In the case of biological systems, a long and complicated chain of interactions separates genetic information from macroscopic structures and functions. The following simplified diagram of causality illustrates this:
- Genes → Gene expression → Proteins → Metabolic pathways → Sub-cellular structures → Cells → Tissues → Organs → Organisms
Even at the small scale, the relationship between genes and proteins (once thought of as "one gene, one polypeptide") is known to be complicated, with approximately 5 proteins in the human body for each gene. More significantly, the causal chains from genes to functionality are not separate or isolated but are entangled together, most obviously in metabolic pathways (such as the Calvin and citric acid cycles) which link a succession of enzymes (and, thus, gene products) to form a coherent biochemical system. Furthermore, information flow in the chain is not exclusively one-way. While the central dogma of molecular biology describes how information cannot be passed back to inheritable genetic information, the other causal arrows in this chain can be bidirectional, with complex feedbacks ultimately regulating gene expression.

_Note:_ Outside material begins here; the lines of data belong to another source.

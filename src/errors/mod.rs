//! Unified error handling mapping application failures to HTTP responses.
//!
//! The wire contract is a flat `{"error": "<message>"}` body: field-specific
//! messages for validation failures (400), a generic message for storage
//! failures (500). Storage error detail is logged server-side only.

use axum::{
    http::StatusCode,
    response::{IntoResponse, Response},
    Json,
};
use serde::Serialize;

/// Error body returned to clients.
#[derive(Debug, Serialize)]
pub struct ErrorBody {
    pub error: String,
}

/// Application error type mapping to HTTP status codes.
#[derive(Debug, thiserror::Error)]
pub enum AppError {
    #[error("Validation error: {0}")]
    Validation(String),

    #[error("Database error: {0}")]
    Database(#[from] sqlx::Error),

    #[error("Internal error: {0}")]
    Internal(String),
}

impl IntoResponse for AppError {
    fn into_response(self) -> Response {
        let (status, message) = match &self {
            AppError::Validation(msg) => (StatusCode::BAD_REQUEST, msg.clone()),
            AppError::Database(e) => {
                tracing::error!(error = %e, "Database error");
                (
                    StatusCode::INTERNAL_SERVER_ERROR,
                    "An internal error occurred".to_string(),
                )
            }
            AppError::Internal(msg) => {
                tracing::error!(error = %msg, "Internal error");
                (
                    StatusCode::INTERNAL_SERVER_ERROR,
                    "An internal error occurred".to_string(),
                )
            }
        };

        (status, Json(ErrorBody { error: message })).into_response()
    }
}

#[cfg(test)]
mod tests {
    use super::*;

    #[test]
    fn validation_error_maps_to_400_with_field_message() {
        let response = AppError::Validation("Title is required".to_string()).into_response();
        assert_eq!(response.status(), StatusCode::BAD_REQUEST);
    }

    #[test]
    fn database_error_maps_to_500() {
        let err: AppError = sqlx::Error::RowNotFound.into();
        let response = err.into_response();
        assert_eq!(response.status(), StatusCode::INTERNAL_SERVER_ERROR);
    }

    #[test]
    fn error_body_shape() {
        let body = ErrorBody {
            error: "Type and title are required".to_string(),
        };
        let json = serde_json::to_value(&body).unwrap();
        assert_eq!(json["error"], "Type and title are required");
    }

    #[test]
    fn app_error_display() {
        let err = AppError::Validation("ID is required".to_string());
        assert_eq!(err.to_string(), "Validation error: ID is required");
    }
}
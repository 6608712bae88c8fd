//! Seed script for development — populates a fresh database with sample data.
//!
//! Usage: `cargo run --bin seed`
//!
//! Requires a `DATABASE_URL` environment variable (reads .env).

use sqlx::PgPool;

#[tokio::main]
async fn main() -> anyhow::Result<()> {
    dotenvy::dotenv().ok();

    let db_url = std::env::var("DATABASE_URL").expect("DATABASE_URL must be set");
    let pool = sqlx::postgres::PgPoolOptions::new()
        .max_connections(5)
        .connect(&db_url)
        .await?;

    // Run migrations first
    sqlx::migrate!("./migrations").run(&pool).await?;

    println!("=== opsboard seed script ===");

    seed_users(&pool).await?;
    seed_projects(&pool).await?;
    seed_tasks(&pool).await?;
    seed_items(&pool).await?;
    seed_activity(&pool).await?;

    println!("\n=== Seed complete! ===");

    Ok(())
}

async fn seed_users(pool: &PgPool) -> anyhow::Result<()> {
    let users = [
        ("alice", "Alice Moreau"),
        ("bob", "Bob Keller"),
        ("carol", "Carol Danvers"),
        ("dave", "Dave Okafor"),
    ];

    for (username, display_name) in users {
        sqlx::query(
            "INSERT INTO users (username, display_name) VALUES ($1, $2)
             ON CONFLICT (username) DO NOTHING",
        )
        .bind(username)
        .bind(display_name)
        .execute(pool)
        .await?;
    }

    println!("[done] Seeded {} users", users.len());
    Ok(())
}

async fn seed_projects(pool: &PgPool) -> anyhow::Result<()> {
    let count: i64 = sqlx::query_scalar("SELECT COUNT(*) FROM projects")
        .fetch_one(pool)
        .await?;
    if count > 0 {
        println!("[skip] Projects already seeded");
        return Ok(());
    }

    let projects = [
        ("Website relaunch", "active"),
        ("Mobile app", "active"),
        ("Data warehouse migration", "active"),
        ("Legacy CRM sunset", "completed"),
    ];

    for (name, status) in projects {
        sqlx::query("INSERT INTO projects (name, status) VALUES ($1, $2)")
            .bind(name)
            .bind(status)
            .execute(pool)
            .await?;
    }

    println!("[done] Seeded {} projects", projects.len());
    Ok(())
}

async fn seed_tasks(pool: &PgPool) -> anyhow::Result<()> {
    let count: i64 = sqlx::query_scalar("SELECT COUNT(*) FROM tasks")
        .fetch_one(pool)
        .await?;
    if count > 0 {
        println!("[skip] Tasks already seeded");
        return Ok(());
    }

    let tasks = [
        ("Design landing page", "completed"),
        ("Write API docs", "completed"),
        ("Set up staging environment", "completed"),
        ("Implement search", "in-progress"),
        ("Review analytics queries", "in-progress"),
        ("Plan Q4 roadmap", "pending"),
        ("Audit dependencies", "pending"),
        ("Fix mobile layout", "pending"),
        ("Migrate CI pipeline", "pending"),
        ("Archive old reports", "cancelled"),
    ];

    for (title, status) in tasks {
        sqlx::query("INSERT INTO tasks (title, status) VALUES ($1, $2)")
            .bind(title)
            .bind(status)
            .execute(pool)
            .await?;
    }

    println!("[done] Seeded {} tasks", tasks.len());
    Ok(())
}

async fn seed_items(pool: &PgPool) -> anyhow::Result<()> {
    let count: i64 = sqlx::query_scalar("SELECT COUNT(*) FROM items")
        .fetch_one(pool)
        .await?;
    if count > 0 {
        println!("[skip] Items already seeded");
        return Ok(());
    }

    let statuses = ["pending", "in-progress", "completed", "cancelled"];
    let assignees = ["alice", "bob", "carol", "dave"];

    // Staggered dates so list ordering and pagination are visible out of the box.
    for i in 0..25i32 {
        sqlx::query(
            "INSERT INTO items (title, description, status, assigned_to, date)
             VALUES ($1, $2, $3, $4, NOW() - make_interval(hours => $5))",
        )
        .bind(format!("Dashboard item {}", i + 1))
        .bind(format!("Sample record #{} for the items table", i + 1))
        .bind(statuses[(i as usize) % statuses.len()])
        .bind(assignees[(i as usize) % assignees.len()])
        .bind(i)
        .execute(pool)
        .await?;
    }

    println!("[done] Seeded 25 items");
    Ok(())
}

async fn seed_activity(pool: &PgPool) -> anyhow::Result<()> {
    let count: i64 = sqlx::query_scalar("SELECT COUNT(*) FROM activity")
        .fetch_one(pool)
        .await?;
    if count > 0 {
        println!("[skip] Activity already seeded");
        return Ok(());
    }

    let events = [
        ("task", "Task completed", Some("Design landing page marked completed")),
        ("project", "Project created", Some("Data warehouse migration kicked off")),
        ("user", "User joined", Some("carol was added to the workspace")),
        ("task", "Task reassigned", None),
        ("item", "Item updated", Some("Dashboard item 3 moved to in-progress")),
        ("task", "Task created", Some("Audit dependencies added to backlog")),
        ("project", "Project archived", Some("Legacy CRM sunset wrapped up")),
    ];

    for (i, (event_type, title, description)) in events.iter().enumerate() {
        sqlx::query(
            "INSERT INTO activity (event_type, title, description, timestamp)
             VALUES ($1, $2, $3, NOW() - make_interval(mins => $4))",
        )
        .bind(event_type)
        .bind(title)
        .bind(description)
        .bind(i as i32 * 17)
        .execute(pool)
        .await?;
    }

    println!("[done] Seeded {} activity events", events.len());
    Ok(())
}
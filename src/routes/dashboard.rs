//! Dashboard routes: aggregated statistics and the activity feed.

use axum::{extract::State, Json};

use crate::errors::AppError;
use crate::models::activity::{ActivityEvent, CreateActivity};
use crate::services::dashboard::{self, DashboardData};
use crate::AppState;

/// GET /api/dashboard — aggregated statistics plus the 5 newest activity events.
pub async fn stats(State(state): State<AppState>) -> Result<Json<DashboardData>, AppError> {
    let data = dashboard::get_stats(&state.db).await?;
    Ok(Json(data))
}

/// POST /api/dashboard — append an activity event.
pub async fn create_activity(
    State(state): State<AppState>,
    Json(body): Json<CreateActivity>,
) -> Result<Json<ActivityEvent>, AppError> {
    let event = dashboard::create_activity(&state.db, &body).await?;
    Ok(Json(event))
}
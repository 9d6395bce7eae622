//! Time-based feed cache over an injected store and fetch capability.

use crate::core::error::RatesError;
use crate::core::feed::{FeedFetcher, FeedId};
use serde::{Deserialize, Serialize};
use std::sync::Arc;
use std::time::{Duration, SystemTime};
use tracing::debug;

pub const DEFAULT_FRESHNESS: Duration = Duration::from_secs(3600);

/// One stored feed document and the wall-clock instant it was fetched.
/// Staleness is judged by age at read time; entries are overwritten, never
/// evicted.
#[derive(Debug, Clone, Serialize, Deserialize)]
pub struct StoredFeed {
    pub content: Vec<u8>,
    pub fetched_at: SystemTime,
}

impl StoredFeed {
    pub fn age(&self, now: SystemTime) -> Duration {
        now.duration_since(self.fetched_at).unwrap_or(Duration::ZERO)
    }
}

/// Local store capability holding at most one entry per feed.
#[async_trait::async_trait]
pub trait FeedStore: Send + Sync {
    async fn get(&self, feed: FeedId) -> Option<StoredFeed>;
    async fn put(&self, feed: FeedId, entry: StoredFeed);
}

/// Serves feed bytes, fetching upstream only when the stored copy is
/// missing, empty, or older than the freshness window.
pub struct FeedCache {
    base_url: String,
    store: Arc<dyn FeedStore>,
    fetcher: Arc<dyn FeedFetcher>,
    freshness: Duration,
}

impl FeedCache {
    pub fn new(base_url: &str, store: Arc<dyn FeedStore>, fetcher: Arc<dyn FeedFetcher>) -> Self {
        FeedCache {
            base_url: base_url.trim_end_matches('/').to_string(),
            store,
            fetcher,
            freshness: DEFAULT_FRESHNESS,
        }
    }

    pub fn with_freshness(mut self, freshness: Duration) -> Self {
        self.freshness = freshness;
        self
    }

    /// Returns feed bytes, from the store when fresh, otherwise fetched and
    /// written back. A failed fetch propagates without touching the store,
    /// so a stale entry is never replaced by a truncated one.
    pub async fn get(&self, feed: FeedId) -> Result<Vec<u8>, RatesError> {
        if let Some(entry) = self.store.get(feed).await {
            if !entry.content.is_empty() && entry.age(SystemTime::now()) < self.freshness {
                debug!("Feed cache HIT for {}", feed.key());
                return Ok(entry.content);
            }
        }
        debug!("Feed cache MISS for {}", feed.key());

        let url = format!("{}{}", self.base_url, feed.path());
        let content = self.fetcher.fetch_url(&url).await?;
        self.store
            .put(
                feed,
                StoredFeed {
                    content: content.clone(),
                    fetched_at: SystemTime::now(),
                },
            )
            .await;
        Ok(content)
    }
}

#[cfg(test)]
mod tests {
    use super::*;
    use crate::store::memory::MemoryStore;
    use std::sync::atomic::{AtomicUsize, Ordering};

    struct MockFetcher {
        call_count: AtomicUsize,
        response: Result<Vec<u8>, String>,
    }

    impl MockFetcher {
        fn ok(body: &[u8]) -> Self {
            MockFetcher {
                call_count: AtomicUsize::new(0),
                response: Ok(body.to_vec()),
            }
        }

        fn failing(message: &str) -> Self {
            MockFetcher {
                call_count: AtomicUsize::new(0),
                response: Err(message.to_string()),
            }
        }
    }

    #[async_trait::async_trait]
    impl FeedFetcher for MockFetcher {
        async fn fetch_url(&self, _url: &str) -> Result<Vec<u8>, RatesError> {
            self.call_count.fetch_add(1, Ordering::SeqCst);
            self.response.clone().map_err(RatesError::Connection)
        }
    }

    #[tokio::test]
    async fn test_fresh_entry_skips_fetch() {
        let store = Arc::new(MemoryStore::new());
        let fetcher = Arc::new(MockFetcher::ok(b"<feed/>"));
        let cache = FeedCache::new(
            "http://example.com",
            Arc::clone(&store) as Arc<dyn FeedStore>,
            Arc::clone(&fetcher) as Arc<dyn FeedFetcher>,
        );

        // First call fetches and writes back
        assert_eq!(cache.get(FeedId::Daily).await.unwrap(), b"<feed/>");
        assert_eq!(fetcher.call_count.load(Ordering::SeqCst), 1);

        // Second call within the window is served from the store
        assert_eq!(cache.get(FeedId::Daily).await.unwrap(), b"<feed/>");
        assert_eq!(fetcher.call_count.load(Ordering::SeqCst), 1);
    }

    #[tokio::test]
    async fn test_stale_entry_refetches() {
        let store = Arc::new(MemoryStore::new());
        let fetcher = Arc::new(MockFetcher::ok(b"<feed/>"));
        let cache = FeedCache::new("http://example.com", store, Arc::clone(&fetcher) as Arc<dyn FeedFetcher>)
            .with_freshness(Duration::ZERO);

        cache.get(FeedId::Daily).await.unwrap();
        cache.get(FeedId::Daily).await.unwrap();
        assert_eq!(fetcher.call_count.load(Ordering::SeqCst), 2);
    }

    #[tokio::test]
    async fn test_empty_stored_content_refetches() {
        let store = Arc::new(MemoryStore::new());
        store
            .put(
                FeedId::Daily,
                StoredFeed {
                    content: Vec::new(),
                    fetched_at: SystemTime::now(),
                },
            )
            .await;
        let fetcher = Arc::new(MockFetcher::ok(b"<feed/>"));
        let cache = FeedCache::new("http://example.com", store, Arc::clone(&fetcher) as Arc<dyn FeedFetcher>);

        assert_eq!(cache.get(FeedId::Daily).await.unwrap(), b"<feed/>");
        assert_eq!(fetcher.call_count.load(Ordering::SeqCst), 1);
    }

    #[tokio::test]
    async fn test_failed_fetch_writes_nothing() {
        let store = Arc::new(MemoryStore::new());
        let fetcher = Arc::new(MockFetcher::failing("timed out"));
        let cache = FeedCache::new("http://example.com", Arc::clone(&store) as Arc<dyn FeedStore>, fetcher);

        let err = cache.get(FeedId::Daily).await.unwrap_err();
        assert!(matches!(err, RatesError::Connection(_)));
        assert!(store.get(FeedId::Daily).await.is_none());
    }

    #[tokio::test]
    async fn test_feeds_are_cached_independently() {
        let store = Arc::new(MemoryStore::new());
        let fetcher = Arc::new(MockFetcher::ok(b"<feed/>"));
        let cache = FeedCache::new("http://example.com", store, Arc::clone(&fetcher) as Arc<dyn FeedFetcher>);

        cache.get(FeedId::Daily).await.unwrap();
        cache.get(FeedId::HistoricalSeries).await.unwrap();
        assert_eq!(fetcher.call_count.load(Ordering::SeqCst), 2);
    }
}
use crate::core::cache::{FeedStore, StoredFeed};
use crate::core::feed::FeedId;
use anyhow::Result;
use async_trait::async_trait;
use fjall::{Keyspace, PartitionCreateOptions, PartitionHandle, PersistMode};
use std::path::Path;
use tracing::{debug, warn};

/// Feed store persisted in a fjall keyspace, so a fresh feed survives
/// across process runs within its freshness window.
pub struct FjallStore {
    keyspace: Keyspace,
    feeds: PartitionHandle,
}

impl FjallStore {
    pub fn new(path: &Path) -> Result<Self> {
        std::fs::create_dir_all(path)?;
        let keyspace = fjall::Config::new(path).open()?;
        let feeds = keyspace.open_partition("feeds", PartitionCreateOptions::default())?;
        Ok(FjallStore { keyspace, feeds })
    }
}

#[async_trait]
impl FeedStore for FjallStore {
    async fn get(&self, feed: FeedId) -> Option<StoredFeed> {
        let res: Result<Option<StoredFeed>> = (|| {
            match self.feeds.get(feed.key())? {
                Some(bytes) => {
                    let entry: StoredFeed = serde_json::from_slice(&bytes)?;
                    debug!("Store HIT for feed: {}", feed.key());
                    Ok(Some(entry))
                }
                None => {
                    debug!("Store MISS for feed: {}", feed.key());
                    Ok(None)
                }
            }
        })();

        match res {
            Ok(entry) => entry,
            Err(e) => {
                warn!("FjallStore get error: {}", e);
                None
            }
        }
    }

    async fn put(&self, feed: FeedId, entry: StoredFeed) {
        let res: Result<()> = (|| {
            self.feeds.insert(feed.key(), serde_json::to_vec(&entry)?)?;
            self.keyspace.persist(PersistMode::SyncAll)?;
            debug!("Store PUT for feed: {}", feed.key());
            Ok(())
        })();
        if let Err(e) = res {
            warn!("FjallStore put error: {}", e);
        }
    }
}
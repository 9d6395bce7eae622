//! Core business logic abstractions

pub mod cache;
pub mod error;
pub mod feed;
pub mod log;
pub mod provider;
pub mod snapshot;

// Re-export main types for cleaner imports
pub use cache::{FeedCache, FeedStore, StoredFeed};
pub use error::{FIXED_BASE, RatesError};
pub use feed::{FeedFetcher, FeedId};
pub use provider::RateProvider;
pub use snapshot::RateSnapshot;
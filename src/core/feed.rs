//! Feed identifiers and the fetch capability.

use crate::core::error::RatesError;
use async_trait::async_trait;

/// The two documents the upstream publishes. The key space of the feed
/// cache is exactly these two values.
#[derive(Debug, Clone, Copy, PartialEq, Eq, Hash)]
pub enum FeedId {
    /// Single most-recent publishing day.
    Daily,
    /// Multi-day series covering all published days, newest first.
    HistoricalSeries,
}

impl FeedId {
    /// Stable key used by store backends.
    pub fn key(&self) -> &'static str {
        match self {
            FeedId::Daily => "daily",
            FeedId::HistoricalSeries => "historical-series",
        }
    }

    /// Path of the document under the publisher's base URL.
    pub fn path(&self) -> &'static str {
        match self {
            FeedId::Daily => "/eurofxref-daily.xml",
            FeedId::HistoricalSeries => "/eurofxref-hist.xml",
        }
    }
}

/// Transport capability injected into the feed cache. Owns its own timeout
/// policy; any transport failure surfaces as [`RatesError::Connection`].
#[async_trait]
pub trait FeedFetcher: Send + Sync {
    async fn fetch_url(&self, url: &str) -> Result<Vec<u8>, RatesError>;
}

Instead of being a simple, linear mapping, this complex relationship between genotype and phenotype is not straightforward to deconvolute. Rather than describing genetic information as a blueprint, some have suggested that a more appropriate analogy is that of a recipe for cooking, where a collection of ingredients is combined via a set of instructions to form an emergent structure, such as a cake, that is not described explicitly in the recipe itself.
Genes as words
It is popularly supposed that a gene is "a linear sequence of nucleotides along a segment of DNA that provides the coded instructions for synthesis of RNA" and even some current medical dictionaries define a gene as "a hereditary unit that occupies a specific location on a chromosome, determines a particular characteristic in an organism by directing the formation of a specific protein, and is capable of replicating itself at each cell division."
In fact, as the diagram illustrates schematically, genes are much more complicated and elusive concepts. A reasonable modern definition of a gene is "a locatable region of genomic sequence, corresponding to a unit of inheritance, which is associated with regulatory regions, transcribed regions and/or other functional sequence regions." One of the major complicating factors is that the exons which code for the proteins are often separated by many introns, which used to be called "junk DNA" but appear to have various as-yet-ill-understood purposes. The exons can be combined in different orders (splice variants) to produce different proteins. For example the gene called Dscam in Drosophila has 110 introns and therefore tens of thousands of possible splice variants.